Während meines Bachelor-Projekts wurde ich Mitglied des kleinen Theaterensembles AUFBAU OST der forensischen Psychiatrie des Klinikums Bremen-Ost, das sich zu der Zeit viel mit Masken beschäftigte und die Charaktere ihrer Performances aus Maskenarbeiten entwickelte.
Warum ist die Maske gesellschaftlich als Synonym für Unaufrichtigkeit gebräuchlich, wenn der Maskierte theoretisch schamloser, und damit im Zweifelsfall sogar authentischer agiert? Assoziieren wir Asymmetrie und Mimik der menschlichen Gesichtszüge mit Individualität, so sind wir geneigt in deren optischen Vereinfachung und Normierung der Maske eine Gefahr durch Typisierung zu sehen, die der Individualität im Wege steht. Masken werden häufig als zwischengeschaltete Instanz gesehen, die den Blick auf das nackte, ehrliche Gesicht verdeckt. Doch hat der Mensch für die Maskierung nicht schon allein aufgrund ihrer Schutzfunktion eine natürliche Anfälligkeit oder sogar ein Bedürfnis?
Der Maske stehen diverse unterschiedliche Denkmodelle gegenüber, von denen der griechische Begriff "Prósopon" besonders herausstechend schien.

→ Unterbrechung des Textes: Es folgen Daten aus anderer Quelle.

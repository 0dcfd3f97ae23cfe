//! Infrastructure layer - State store adapters
//!
//! - `JsonFileStore`: one pretty-printed JSON file per document, atomic rewrite
//! - `MemoryStore`: process-local store for tests and ephemeral runs

pub mod json;
pub mod memory;

pub use json::JsonFileStore;
pub use memory::MemoryStore;
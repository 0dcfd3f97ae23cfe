use thiserror::Error;

pub type Result<T> = std::result::Result<T, OrchestratorError>;

#[derive(Error, Debug)]
pub enum OrchestratorError {
    #[error("State error: {0}")]
    State(#[from] agent_state::StateError),

    #[error("Invalid state transition: {from} -> {to}")]
    InvalidStateTransition { from: String, to: String },

    #[error("Lock acquisition timed out: {0}")]
    LockTimeout(String),

    #[error("Throttle admission timed out after {0}ms")]
    ThrottleTimeout(u64),

    #[error("Worker failed: {0}")]
    WorkerFailed(String),

    #[error("Worker panicked: {0}")]
    WorkerPanicked(String),

    #[error("Command failed: {0}")]
    CommandFailed(String),

    #[error("Timeout: {0}")]
    Timeout(String),

    #[error("IO error: {0}")]
    Io(#[from] std::io::Error),

    #[error("Parse error: {0}")]
    Parse(String),

    #[error("Configuration error: {0}")]
    Config(String),

    #[error("Unsupported config version: found {found}, expected {expected}")]
    UnsupportedVersion { found: u32, expected: u32 },
}

impl OrchestratorError {
    pub fn parse<E: std::fmt::Display>(e: E) -> Self {
        Self::Parse(e.to_string())
    }

    pub fn config<E: std::fmt::Display>(e: E) -> Self {
        Self::Config(e.to_string())
    }

    /// Failure class used for logging and retry decisions
    pub fn category(&self) -> ErrorCategory {
        match self {
            OrchestratorError::LockTimeout(_)
            | OrchestratorError::ThrottleTimeout(_)
            | OrchestratorError::Timeout(_)
            | OrchestratorError::WorkerFailed(_)
            | OrchestratorError::WorkerPanicked(_)
            | OrchestratorError::CommandFailed(_) => ErrorCategory::Transient,
            OrchestratorError::State(_) | OrchestratorError::Io(_) => {
                ErrorCategory::Infrastructure
            }
            OrchestratorError::InvalidStateTransition { .. }
            | OrchestratorError::Parse(_)
            | OrchestratorError::Config(_)
            | OrchestratorError::UnsupportedVersion { .. } => ErrorCategory::Permanent,
        }
    }
}

impl From<serde_yaml::Error> for OrchestratorError {
    fn from(e: serde_yaml::Error) -> Self {
        Self::Parse(format!("YAML: {}", e))
    }
}

/// Error category for retry logic
#[derive(Debug, Clone, Copy, PartialEq, Eq, serde::Serialize, serde::Deserialize)]
pub enum ErrorCategory {
    /// Transient error - item is retried on the next run (timeout, worker error)
    Transient,
    /// Permanent error - don't retry (invalid input, bad configuration)
    Permanent,
    /// Infrastructure error - state directory or persistence problems
    Infrastructure,
}

impl ErrorCategory {
    pub fn as_str(&self) -> &'static str {
        match self {
            ErrorCategory::Transient => "transient",
            ErrorCategory::Permanent => "permanent",
            ErrorCategory::Infrastructure => "infrastructure",
        }
    }

    pub fn from_str(s: &str) -> Result<Self> {
        match s {
            "transient" => Ok(ErrorCategory::Transient),
            "permanent" => Ok(ErrorCategory::Permanent),
            "infrastructure" => Ok(ErrorCategory::Infrastructure),
            _ => Err(OrchestratorError::parse(format!(
                "Invalid error category: {}",
                s
            ))),
        }
    }
}

impl std::fmt::Display for ErrorCategory {
    fn fmt(&self, f: &mut std::fmt::Formatter<'_>) -> std::fmt::Result {
        write!(f, "{}", self.as_str())
    }
}

#[cfg(test)]
mod tests {
    use super::*;

    #[test]
    fn test_error_category_roundtrip() {
        for category in &[
            ErrorCategory::Transient,
            ErrorCategory::Permanent,
            ErrorCategory::Infrastructure,
        ] {
            let s = category.as_str();
            let parsed = ErrorCategory::from_str(s).unwrap();
            assert_eq!(*category, parsed);
        }
    }

    #[test]
    fn test_error_category_invalid() {
        assert!(ErrorCategory::from_str("invalid").is_err());
    }

    #[test]
    fn test_timeouts_are_transient() {
        assert_eq!(
            OrchestratorError::LockTimeout("a.py".into()).category(),
            ErrorCategory::Transient
        );
        assert_eq!(
            OrchestratorError::ThrottleTimeout(50).category(),
            ErrorCategory::Transient
        );
        assert_eq!(
            OrchestratorError::Config("bad".into()).category(),
            ErrorCategory::Permanent
        );
        let io = std::io::Error::new(std::io::ErrorKind::Other, "disk");
        assert_eq!(
            OrchestratorError::from(io).category(),
            ErrorCategory::Infrastructure
        );
    }

    #[test]
    fn test_malformed_yaml_is_a_permanent_parse_error() {
        let yaml = serde_yaml::from_str::<serde_yaml::Value>("a: [1, 2").unwrap_err();
        let err = OrchestratorError::from(yaml);
        assert!(matches!(err, OrchestratorError::Parse(ref msg) if msg.starts_with("YAML: ")));
        assert_eq!(err.category(), ErrorCategory::Permanent);
    }
}
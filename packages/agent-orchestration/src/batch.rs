//! Priority-ordered work queue with bounded batch extraction
//!
//! One item's failure never aborts its batch: every drained item yields
//! exactly one [`BatchResult`].

use crate::job::WorkItem;
use crate::worker::{invoke, WorkOutput, Worker};
use parking_lot::Mutex;
use serde::{Deserialize, Serialize};
use std::time::Instant;
use tracing::{debug, info, warn};

pub const DEFAULT_BATCH_SIZE: usize = 10;

#[derive(Debug, Clone, PartialEq, Serialize, Deserialize)]
pub struct BatchResult {
    pub identity: String,
    pub success: bool,
    pub output: Option<WorkOutput>,
    pub error: Option<String>,
    pub processing_time_seconds: f64,
}

impl BatchResult {
    pub fn succeeded(identity: impl Into<String>, output: WorkOutput, secs: f64) -> Self {
        Self {
            identity: identity.into(),
            success: true,
            output: Some(output),
            error: None,
            processing_time_seconds: secs,
        }
    }

    pub fn failed(identity: impl Into<String>, error: impl Into<String>, secs: f64) -> Self {
        Self {
            identity: identity.into(),
            success: false,
            output: None,
            error: Some(error.into()),
            processing_time_seconds: secs,
        }
    }
}

/// Aggregate statistics over processed results
#[derive(Debug, Clone, Default, PartialEq, Serialize, Deserialize)]
pub struct BatchStats {
    pub processed: usize,
    pub successful: usize,
    pub failed: usize,
    pub success_rate: f64,
    pub avg_time: f64,
    pub total_time: f64,
}

impl BatchStats {
    pub fn from_results(results: &[BatchResult]) -> Self {
        let mut stats = Self::default();
        for result in results {
            stats.record(result);
        }
        stats
    }

    pub fn record(&mut self, result: &BatchResult) {
        self.processed += 1;
        if result.success {
            self.successful += 1;
        } else {
            self.failed += 1;
        }
        self.total_time += result.processing_time_seconds;
        self.success_rate = self.successful as f64 / self.processed as f64;
        self.avg_time = self.total_time / self.processed as f64;
    }
}

struct Inner {
    items: Vec<WorkItem>,
    next_seq: u64,
}

pub struct BatchQueue {
    inner: Mutex<Inner>,
    stats: Mutex<BatchStats>,
    batch_size: usize,
}

impl Default for BatchQueue {
    fn default() -> Self {
        Self::new(DEFAULT_BATCH_SIZE)
    }
}

impl BatchQueue {
    pub fn new(batch_size: usize) -> Self {
        Self {
            inner: Mutex::new(Inner {
                items: Vec::new(),
                next_seq: 0,
            }),
            stats: Mutex::new(BatchStats::default()),
            batch_size: batch_size.max(1),
        }
    }

    pub fn batch_size(&self) -> usize {
        self.batch_size
    }

    pub fn add(&self, mut item: WorkItem) {
        let mut inner = self.inner.lock();
        item.seq = inner.next_seq;
        inner.next_seq += 1;
        inner.items.push(item);
    }

    pub fn extend(&self, items: impl IntoIterator<Item = WorkItem>) {
        for item in items {
            self.add(item);
        }
    }

    pub fn size(&self) -> usize {
        self.inner.lock().items.len()
    }

    pub fn is_empty(&self) -> bool {
        self.size() == 0
    }

    pub fn clear(&self) {
        self.inner.lock().items.clear();
    }

    /// Queued identities, in queue order
    pub fn identities(&self) -> Vec<String> {
        self.inner
            .lock()
            .items
            .iter()
            .map(|i| i.identity.clone())
            .collect()
    }

    /// Up to `max_size` items, priority descending, insertion order on ties
    ///
    /// Items not returned stay queued.
    pub fn drain_batch(&self, max_size: usize) -> Vec<WorkItem> {
        let mut inner = self.inner.lock();
        inner
            .items
            .sort_by(|a, b| b.priority.cmp(&a.priority).then(a.seq.cmp(&b.seq)));
        let take = max_size.min(inner.items.len());
        let rest = inner.items.split_off(take);
        std::mem::replace(&mut inner.items, rest)
    }

    /// Run `worker` over `batch`, one result per item
    pub fn process_batch(&self, batch: Vec<WorkItem>, worker: &dyn Worker) -> Vec<BatchResult> {
        let mut results = Vec::with_capacity(batch.len());
        for mut item in batch {
            item.attempts += 1;
            let start = Instant::now();
            let outcome = invoke(worker, &item);
            let secs = start.elapsed().as_secs_f64();

            let result = match outcome {
                Ok(output) => {
                    debug!(item = %item.identity, secs, "batch item succeeded");
                    BatchResult::succeeded(&item.identity, output, secs)
                }
                Err(e) => {
                    warn!(
                        item = %item.identity,
                        category = %e.category(),
                        "batch item failed: {}",
                        e
                    );
                    BatchResult::failed(&item.identity, e.to_string(), secs)
                }
            };
            self.stats.lock().record(&result);
            results.push(result);
        }
        results
    }

    /// Drain and process batches until the queue is empty
    pub fn process_all(&self, worker: &dyn Worker) -> Vec<BatchResult> {
        let mut all = Vec::new();
        let mut batches = 0usize;
        loop {
            let batch = self.drain_batch(self.batch_size);
            if batch.is_empty() {
                break;
            }
            batches += 1;
            all.extend(self.process_batch(batch, worker));
        }

        let stats = self.stats();
        info!(
            "Processed {} batches: {}/{} successful ({:.1}%), avg {:.3}s",
            batches,
            stats.successful,
            stats.processed,
            stats.success_rate * 100.0,
            stats.avg_time
        );
        all
    }

    pub fn stats(&self) -> BatchStats {
        self.stats.lock().clone()
    }
}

Er beschreibt die Maske als eine Kombination von vermeintlichen Gegensätzen, als Einheit von (dem inneren) Gesicht mir (der äußeren) Maske. Zur Untersuchung dieses Modells entwarf ich eine Reihe von acht Masken zum Thema der sieben Todsünden, wie sie im zweiten Teil von Dante Alighieri's Göttlicher Komödie beschrieben werden, dem Läuterungsberg.
Die sieben Todsünden sind aus Aluminium gefertigt, da die Masken somit etwa das Gewicht eines üblichen Motorradhelms haben und dadurch bewusster getragen werden. Außerdem wurde der Begriff des "läutern" früher in der Metallurgie verwenden, was mir für die Geschichte sehr passend vorkam. Die Maske für den Hauptdarsteller musste sich von den anderen unterscheiden. Dantes Maske stellte ich aus Glas her. Zum einen würde sie seinen Gegenüber reflektieren und zum anderen verzerrt sie seine eigene Erscheinung. Da die Innenseite ein Relief des des Schauspielenden ist und die Außenseite eine sphärische Form hat. Diese Umsetzung sollte die Idee von Prósopon verdeutlichen.